■ **ASSIGNED TASK**
Return all lines from the entries below in which the word "timestamp" is present.

[RECORDS SHOWN Boundary: Start]

//! Tests for windowed aggregation.

use rstest::{fixture, rstest};
use serde_json::json;

use super::*;
use crate::domain::ErrorCode;
use crate::test_support::sensor_network::{
    CHICAGO, NODE_DENVER, NODE_LOOP, NODE_OHARE, NODE_SOUTH, chicago_catalog, chicago_warehouse,
    feature_name, jan_first, network_name, node_id, sensor_name,
};

#[fixture]
fn service() -> AggregationService {
    AggregationService::new(
        chicago_catalog(),
        Arc::new(chicago_warehouse()),
        TableNaming::default(),
    )
}

fn request(node: &str, feature: &str, function: AggregateFunction) -> AggregateRequest {
    AggregateRequest {
        network: network_name(CHICAGO),
        node: node_id(node),
        function,
        feature: feature_name(feature),
        window: TimeWindow::new(jan_first(0, 0), jan_first(4, 0)).expect("window"),
        interval: AggregateInterval::Hour,
        sensors: None,
    }
}

#[rstest]
#[tokio::test]
async fn averages_every_reporting_sensor_per_bucket(service: AggregationService) {
    let buckets = service
        .aggregate(&request(NODE_LOOP, "temperature", AggregateFunction::Avg))
        .await
        .expect("aggregate");

    assert_eq!(buckets.len(), 4);
    assert_eq!(buckets[0].time_bucket, jan_first(0, 0));
    assert_eq!(buckets[0].count, 2);
    assert_eq!(buckets[0].values.get("temperature"), Some(&json!(21.25)));
}

#[rstest]
#[tokio::test]
async fn sensor_filter_narrows_the_inputs(service: AggregationService) {
    let mut req = request(NODE_LOOP, "temperature", AggregateFunction::Max);
    req.sensors = Some(vec![sensor_name("tmp112")]);

    let buckets = service.aggregate(&req).await.expect("aggregate");

    assert_eq!(buckets[1].count, 1);
    assert_eq!(buckets[1].values.get("temperature"), Some(&json!(21.5)));
}

#[rstest]
#[tokio::test]
async fn count_accepts_non_numeric_features(service: AggregationService) {
    let buckets = service
        .aggregate(&request(NODE_LOOP, "image", AggregateFunction::Count))
        .await
        .expect("aggregate");

    assert_eq!(buckets.len(), 4);
    assert_eq!(buckets[0].values.get("label"), Some(&json!(1)));
}

#[rstest]
#[case::node_outside_network(request(NODE_DENVER, "temperature", AggregateFunction::Avg))]
#[case::feature_outside_network(request(NODE_LOOP, "magnetic_field", AggregateFunction::Avg))]
#[case::no_reporting_sensor(request(NODE_SOUTH, "relative_humidity", AggregateFunction::Avg))]
#[case::non_numeric_feature(request(NODE_LOOP, "image", AggregateFunction::Avg))]
#[tokio::test]
async fn unanswerable_requests_are_unprocessable(
    service: AggregationService,
    #[case] req: AggregateRequest,
) {
    let err = service.aggregate(&req).await.expect_err("unprocessable");
    assert_eq!(err.code(), ErrorCode::Unprocessable);
}

#[rstest]
#[tokio::test]
async fn too_many_buckets_are_unprocessable(service: AggregationService) {
    let mut req = request(NODE_LOOP, "temperature", AggregateFunction::Avg);
    req.interval = AggregateInterval::Minute;
    req.window = TimeWindow::new(jan_first(0, 0), jan_first(0, 0) + Duration::days(4))
        .expect("window");

    let err = service.aggregate(&req).await.expect_err("too many buckets");

    assert_eq!(err.code(), ErrorCode::Unprocessable);
}

#[rstest]
#[tokio::test]
async fn features_without_tables_are_reported(service: AggregationService) {
    let err = service
        .aggregate(&request(NODE_OHARE, "gas_concentration", AggregateFunction::Avg))
        .await
        .expect_err("missing table");

    assert_eq!(err.code(), ErrorCode::MissingTable);
}

#[rstest]
#[tokio::test]
async fn unknown_networks_are_invalid(service: AggregationService) {
    let mut req = request(NODE_LOOP, "temperature", AggregateFunction::Avg);
    req.network = network_name("nowhere");

    let err = service.aggregate(&req).await.expect_err("unknown network");

    assert_eq!(err.code(), ErrorCode::InvalidRequest);
}

#[rstest]
#[case(AggregateFunction::Avg, Some(2.5))]
#[case(AggregateFunction::Count, Some(4.0))]
#[case(AggregateFunction::Max, Some(4.0))]
#[case(AggregateFunction::Min, Some(1.0))]
#[case(AggregateFunction::Sum, Some(10.0))]
fn functions_match_sql_semantics(#[case] function: AggregateFunction, #[case] expected: Option<f64>) {
    assert_eq!(function.apply(&[4.0, 1.0, 3.0, 2.0]), expected);
}

#[rstest]
fn sample_variance_needs_two_values() {
    let var = AggregateFunction::Var.apply(&[1.0, 2.0, 3.0, 4.0]).expect("variance");
    assert!((var - 5.0 / 3.0).abs() < 1e-9);
    assert_eq!(AggregateFunction::Std.apply(&[1.0]), None);
    assert_eq!(AggregateFunction::Avg.apply(&[]), None);
    assert_eq!(AggregateFunction::Count.apply(&[]), Some(0.0));
}

#[rstest]
#[case(AggregateInterval::Minute, "2016-01-06T13:47:00")]
#[case(AggregateInterval::Hour, "2016-01-06T13:00:00")]
#[case(AggregateInterval::Day, "2016-01-06T00:00:00")]
#[case(AggregateInterval::Week, "2016-01-04T00:00:00")]
#[case(AggregateInterval::Month, "2016-01-01T00:00:00")]
#[case(AggregateInterval::Year, "2016-01-01T00:00:00")]
fn truncation_follows_date_trunc(#[case] interval: AggregateInterval, #[case] expected: &str) {
    let value = NaiveDate::from_ymd_opt(2016, 1, 6)
        .and_then(|d| d.and_hms_micro_opt(13, 47, 12, 500))
        .expect("timestamp");
    let expected: NaiveDateTime = expected.parse().expect("expected timestamp");
    assert_eq!(interval.truncate(value), expected);
}

#[rstest]
fn bucket_count_stops_past_the_cap() {
    let window = TimeWindow::new(jan_first(0, 30), jan_first(3, 0)).expect("window");
    assert_eq!(AggregateInterval::Hour.bucket_count(&window, 10), 3);
    assert_eq!(AggregateInterval::Minute.bucket_count(&window, 10), 11);
}

#[rstest]
fn names_parse_case_insensitively() {
    assert_eq!("STD".parse::<AggregateFunction>(), Ok(AggregateFunction::Std));
    assert_eq!(" Week ".parse::<AggregateInterval>(), Ok(AggregateInterval::Week));
    assert!("median".parse::<AggregateFunction>().is_err());
    assert!("fortnight".parse::<AggregateInterval>().is_err());
}

#[rstest]
fn buckets_serialise_flat() {
    let bucket = AggregateBucket {
        time_bucket: jan_first(1, 0),
        count: 3,
        values: json!({ "temperature": 20.5 })
            .as_object()
            .cloned()
            .expect("object"),
    };
    assert_eq!(
        serde_json::to_value(&bucket).expect("serialise"),
        json!({ "time_bucket": "2016-01-01T01:00:00", "count": 3, "temperature": 20.5 })
    );
}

[RECORDS SHOWN Boundary: End]

■ **RESPONSE TO THE EXERCISE**
        .expect("timestamp");
    let expected: NaiveDateTime = expected.parse().expect("expected timestamp");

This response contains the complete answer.